EXTRAIT DU NOUVEL OUVRAGE COLLECTIF DU CERCLE DU LEADERSHIP « Envier ou avoir envie »

 

Par : Olivier Bas, Vice-président Havas Paris, auteur, enseignant à Sorbonne Nouvelle.

 « Rien de grand ne se bâtit sans envie, rien de durable non plus. »
Olivier Bas

 

 

Communauté de désirs

 

Raphaëlle Laubie : Créateur d’envie, auteur de l’ouvrage L’Envie, une stratégie, en vingt-cinq ans vous avez accompagné près de 200 entreprises et leurs dirigeants dans leur transformation. Pourquoi ce sujet ?

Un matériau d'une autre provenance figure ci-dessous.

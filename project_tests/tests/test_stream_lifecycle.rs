//! Lifecycle of the per-connection engine task: terminal events, client
//! disconnects, and cancellation.

use std::time::Duration;

use tokio::sync::mpsc;
use tokio::time::timeout;
use tokio_util::sync::CancellationToken;

use lib_common::tracking::{TrackingEngine, TrackingEvent};

use project_tests::{row, FakeGeo, ScriptedParcels, Step};

const POLL: Duration = Duration::from_millis(5);
const WAIT: Duration = Duration::from_secs(2);

fn engine(source: ScriptedParcels) -> TrackingEngine<ScriptedParcels, FakeGeo> {
    TrackingEngine::new(source, None, POLL)
}

#[tokio::test]
async fn vanished_parcel_ends_stream_exactly_once() {
    let source = ScriptedParcels::new(vec![row("In Transit", None, None), Step::Missing]);
    let (tx, mut rx) = mpsc::channel(16);
    let token = CancellationToken::new();
    let task = tokio::spawn(engine(source).run(7, tx, token));

    let mut events = Vec::new();
    while let Some(event) = rx.recv().await {
        events.push(event);
    }
    timeout(WAIT, task).await.expect("task should stop").unwrap();

    assert!(matches!(events[0], TrackingEvent::Data(_)));
    let ends = events
        .iter()
        .filter(|e| matches!(e, TrackingEvent::End))
        .count();
    assert_eq!(ends, 1);
    assert!(matches!(events.last(), Some(TrackingEvent::End)));
}

#[tokio::test]
async fn cancellation_stops_the_loop() {
    // Stable state, so the loop would otherwise run forever.
    let source = ScriptedParcels::new(vec![row("Pending", None, None)]);
    let reads = source.reads.clone();
    let (tx, mut rx) = mpsc::channel(16);
    let token = CancellationToken::new();
    let task = tokio::spawn(engine(source).run(7, tx, token.clone()));

    // Let a few cycles go by, then cancel mid-stream.
    assert!(rx.recv().await.is_some());
    token.cancel();

    timeout(WAIT, task).await.expect("task should stop").unwrap();
    let reads_at_stop = reads.load(std::sync::atomic::Ordering::SeqCst);

    // No more cycles run after cancellation.
    tokio::time::sleep(POLL * 10).await;
    assert_eq!(reads.load(std::sync::atomic::Ordering::SeqCst), reads_at_stop);
}

#[tokio::test]
async fn dropped_receiver_stops_the_loop() {
    let source = ScriptedParcels::new(vec![row("Pending", None, None)]);
    let reads = source.reads.clone();
    let (tx, mut rx) = mpsc::channel(16);
    let token = CancellationToken::new();
    let task = tokio::spawn(engine(source).run(7, tx, token));

    assert!(rx.recv().await.is_some());
    drop(rx);

    timeout(WAIT, task).await.expect("task should stop").unwrap();
    let reads_at_stop = reads.load(std::sync::atomic::Ordering::SeqCst);
    tokio::time::sleep(POLL * 10).await;
    assert_eq!(reads.load(std::sync::atomic::Ordering::SeqCst), reads_at_stop);
}

#[tokio::test]
async fn quiet_stream_emits_keepalives_between_changes() {
    let source = ScriptedParcels::new(vec![
        row("In Transit", Some("Nakuru"), None),
        row("In Transit", Some("Nakuru"), None),
        row("In Transit", Some("Naivasha"), None),
    ]);
    let (tx, mut rx) = mpsc::channel(16);
    let token = CancellationToken::new();
    let task = tokio::spawn(engine(source).run(7, tx, token.clone()));

    let mut events = Vec::new();
    for _ in 0..3 {
        match timeout(WAIT, rx.recv()).await {
            Ok(Some(event)) => events.push(event),
            other => panic!("stream stalled: {other:?}"),
        }
    }
    token.cancel();
    timeout(WAIT, task).await.expect("task should stop").unwrap();

    assert!(matches!(events[0], TrackingEvent::Data(_)));
    assert_eq!(events[1], TrackingEvent::Keepalive);
    let TrackingEvent::Data(third) = &events[2] else {
        panic!("expected a data event for the location change");
    };
    assert_eq!(third.present_location.as_deref(), Some("Naivasha"));
}
//! # Mailer Module
//!
//! Queued email dispatch. Callers hand a message to [`MailerHandle::queue`]
//! and move on; a single consumer task owns delivery and logs the outcome of
//! every message, so failures are observable instead of vanishing inside a
//! detached thread. Actual delivery goes to an HTTP mail relay; SMTP is the
//! relay's problem, not ours.

use std::time::Duration;

use serde::Serialize;
use tokio::sync::mpsc;
use tracing::{info, warn};

/// HTML templates for the notification emails.
pub mod templates;

/// Delivery timeout for one relay call.
const RELAY_TIMEOUT: Duration = Duration::from_secs(10);

/// How many messages may wait in the queue before new ones are dropped.
const QUEUE_DEPTH: usize = 64;

/// One outbound email.
#[derive(Debug, Clone, Serialize)]
pub struct EmailMessage {
    pub to: String,
    pub subject: String,
    pub html_body: String,
}

/// Relay endpoint configuration.
#[derive(Debug, Clone)]
pub struct MailerConfig {
    /// URL the consumer POSTs each message to.
    pub relay_url: String,
    /// Value for the message's `from` field.
    pub sender: String,
}

#[derive(Serialize)]
struct RelayPayload<'a> {
    from: &'a str,
    to: &'a str,
    subject: &'a str,
    html: &'a str,
}

/// Cloneable handle for queuing messages from request handlers.
#[derive(Clone)]
pub struct MailerHandle {
    tx: mpsc::Sender<EmailMessage>,
}

impl MailerHandle {
    /// Fire-and-forget enqueue. A full or closed queue drops the message
    /// with a warning; email must never fail the originating request.
    pub fn queue(&self, message: EmailMessage) {
        if let Err(e) = self.tx.try_send(message) {
            let message = match &e {
                mpsc::error::TrySendError::Full(m) => m,
                mpsc::error::TrySendError::Closed(m) => m,
            };
            warn!("mail queue unavailable, dropping message to {}", message.to);
        }
    }
}

/// # Mailer
///
/// Owns the consumer task. [`Mailer::spawn`] starts it and returns the
/// handle used by the rest of the application.
pub struct Mailer;

impl Mailer {
    /// Starts the consumer task and returns a handle for producers.
    pub fn spawn(config: MailerConfig) -> MailerHandle {
        let (tx, rx) = mpsc::channel(QUEUE_DEPTH);
        tokio::spawn(deliver_loop(config, rx));
        MailerHandle { tx }
    }
}

/// Consumer loop: one relay call per message, outcome logged per message.
async fn deliver_loop(config: MailerConfig, mut rx: mpsc::Receiver<EmailMessage>) {
    let client = reqwest::Client::builder()
        .timeout(RELAY_TIMEOUT)
        .build()
        .unwrap_or_default(); // Fallback to a default client if builder fails.

    while let Some(message) = rx.recv().await {
        let payload = RelayPayload {
            from: &config.sender,
            to: &message.to,
            subject: &message.subject,
            html: &message.html_body,
        };

        match client.post(&config.relay_url).json(&payload).send().await {
            Ok(response) if response.status().is_success() => {
                info!("email '{}' delivered to {}", message.subject, message.to);
            }
            Ok(response) => {
                warn!(
                    "mail relay rejected '{}' for {}: {}",
                    message.subject,
                    message.to,
                    response.status()
                );
            }
            Err(e) => {
                warn!("mail relay call failed for {}: {e}", message.to);
            }
        }
    }

    info!("mail queue closed, consumer exiting");
}
//! # Payments Module
//!
//! Minimal Stripe client: the backend only ever creates PaymentIntents and
//! hands the client secret to the frontend, so that is all this wraps. The
//! provider owns everything else about the payment lifecycle.

use std::time::Duration;

use serde::Deserialize;
use serde_json::Value;
use thiserror::Error;
use tracing::error;

const PAYMENT_INTENTS_URL: &str = "https://api.stripe.com/v1/payment_intents";
const REQUEST_TIMEOUT: Duration = Duration::from_secs(15);

/// Errors from the payment provider boundary. Unlike the geo adapters these
/// are hard errors: a failed intent creation must surface to the caller.
#[derive(Debug, Error)]
pub enum PaymentError {
    #[error("Payment provider request failed: {0}")]
    Http(String),
    #[error("Payment provider rejected the request ({status}): {message}")]
    Api { status: u16, message: String },
}

/// The slice of Stripe's PaymentIntent object the frontend needs.
#[derive(Debug, Clone, Deserialize)]
pub struct PaymentIntent {
    pub id: String,
    pub client_secret: String,
}

/// # Stripe Client
#[derive(Clone)]
pub struct StripeClient {
    client: reqwest::Client,
    secret_key: String,
}

impl StripeClient {
    pub fn new(secret_key: String) -> Self {
        Self {
            client: reqwest::Client::builder()
                .timeout(REQUEST_TIMEOUT)
                .build()
                .unwrap_or_default(), // Fallback to a default client if builder fails.
            secret_key,
        }
    }

    /// Creates a PaymentIntent for `amount_cents` (smallest currency unit)
    /// with automatic payment methods enabled.
    pub async fn create_payment_intent(
        &self,
        amount_cents: i64,
        currency: &str,
    ) -> Result<PaymentIntent, PaymentError> {
        let form = [
            ("amount", amount_cents.to_string()),
            ("currency", currency.to_string()),
            ("automatic_payment_methods[enabled]", "true".to_string()),
        ];

        let response = self
            .client
            .post(PAYMENT_INTENTS_URL)
            .bearer_auth(&self.secret_key)
            .form(&form)
            .send()
            .await
            .map_err(|e| PaymentError::Http(e.to_string()))?;

        let status = response.status();
        if status.is_success() {
            response
                .json::<PaymentIntent>()
                .await
                .map_err(|e| PaymentError::Http(e.to_string()))
        } else {
            // Stripe error bodies carry a message under error.message.
            let body: Value = response.json().await.unwrap_or_default();
            let message = body["error"]["message"]
                .as_str()
                .unwrap_or("unknown provider error")
                .to_string();
            error!("Stripe rejected payment intent ({status}): {message}");
            Err(PaymentError::Api {
                status: status.as_u16(),
                message,
            })
        }
    }
}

Olivier Bas : Il y a maintenant sept ans m’est venue l’idée de travailler sur l’envie. Les entreprises investissaient beaucoup dans les ressources humaines, énormément dans la formation et dans les risques psychosociaux et en même temps, les baromètres signalaient un déficit d’engagement dans les entreprises. Un phénomène paradoxal. En grattant un peu, je me suis aperçu que la question de la motivation avait été très abordée. Il y a toute une série de théories de la motivation, mais rien sur la notion d’envie. J’ai voulu creuser.
La question de la communauté est aussi apparue. L’entreprise est une communauté, mais quel type de communauté ? Ce n’est plus une communauté de destin, du temps où on rentrait dans une boîte pour faire carrière. Ça existe peut-être encore un peu dans les PME, mais c’est fini dans les grands groupes.
Ce n’est pas une communauté de valeurs. Je ne le crois pas. On a beau mettre en lumière deux ou trois valeurs pour faire bien en disant que ce sont les valeurs de l’entreprise, mais les valeurs, c’est très personnel. C’est peut-être alors une communauté d’intérêts, mais une communauté d’intérêts très chahutée car il y a un conflit dans le partage de la richesse entre l’actionnaire, le client et le salarié. C’est donc une communauté de désirs. Le principe même d’entreprise, c’est la comédie du désir. Ce sont des gens qui vivent et qui se rassemblent pour accomplir un destin et un dessein ensemble. Et c’est comme ça que j’ai commencé à élaborer sur le sujet de l’envie. 

Justement, par rapport à la motivation ou au désir, comment illustrer ce concept d’Envie ? Quelles composantes ?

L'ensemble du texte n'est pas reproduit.